A line qualifies if it holds the string "robot". Copy every qualifying line from the records.
====== THE INPUT ======
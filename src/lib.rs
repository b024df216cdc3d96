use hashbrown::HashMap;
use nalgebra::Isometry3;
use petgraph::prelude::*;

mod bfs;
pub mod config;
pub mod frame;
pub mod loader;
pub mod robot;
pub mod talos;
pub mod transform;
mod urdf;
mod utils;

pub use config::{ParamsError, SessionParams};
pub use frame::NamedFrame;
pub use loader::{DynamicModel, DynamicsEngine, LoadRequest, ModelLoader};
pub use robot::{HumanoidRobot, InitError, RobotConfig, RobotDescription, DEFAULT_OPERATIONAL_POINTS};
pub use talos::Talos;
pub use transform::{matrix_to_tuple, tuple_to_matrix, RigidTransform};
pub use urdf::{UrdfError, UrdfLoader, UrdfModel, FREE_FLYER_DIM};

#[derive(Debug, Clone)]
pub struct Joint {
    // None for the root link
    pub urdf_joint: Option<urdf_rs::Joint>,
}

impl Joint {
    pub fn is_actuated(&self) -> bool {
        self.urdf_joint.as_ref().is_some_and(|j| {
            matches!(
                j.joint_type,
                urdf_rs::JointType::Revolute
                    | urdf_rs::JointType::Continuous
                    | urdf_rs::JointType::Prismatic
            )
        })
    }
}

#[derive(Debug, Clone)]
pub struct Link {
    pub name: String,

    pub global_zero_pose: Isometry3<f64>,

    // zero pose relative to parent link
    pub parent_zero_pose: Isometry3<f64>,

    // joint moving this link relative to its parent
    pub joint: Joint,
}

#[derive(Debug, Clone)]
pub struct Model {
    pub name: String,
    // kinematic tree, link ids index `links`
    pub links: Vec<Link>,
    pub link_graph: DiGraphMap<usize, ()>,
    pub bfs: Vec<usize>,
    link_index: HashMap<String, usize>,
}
======
====== THE INPUT ======
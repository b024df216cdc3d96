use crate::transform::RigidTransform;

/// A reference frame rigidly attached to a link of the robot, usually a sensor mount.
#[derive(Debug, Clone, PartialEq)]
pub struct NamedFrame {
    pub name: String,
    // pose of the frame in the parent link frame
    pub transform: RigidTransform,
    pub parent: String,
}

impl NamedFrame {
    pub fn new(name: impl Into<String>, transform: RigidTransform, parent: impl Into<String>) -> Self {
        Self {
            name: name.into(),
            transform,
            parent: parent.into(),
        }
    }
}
======
● RESULT BELOW:
pub mod robot;
pub use robot::{HumanoidRobot, InitError, RobotConfig, RobotDescription, DEFAULT_OPERATIONAL_POINTS};
/// A reference frame rigidly attached to a link of the robot, usually a sensor mount.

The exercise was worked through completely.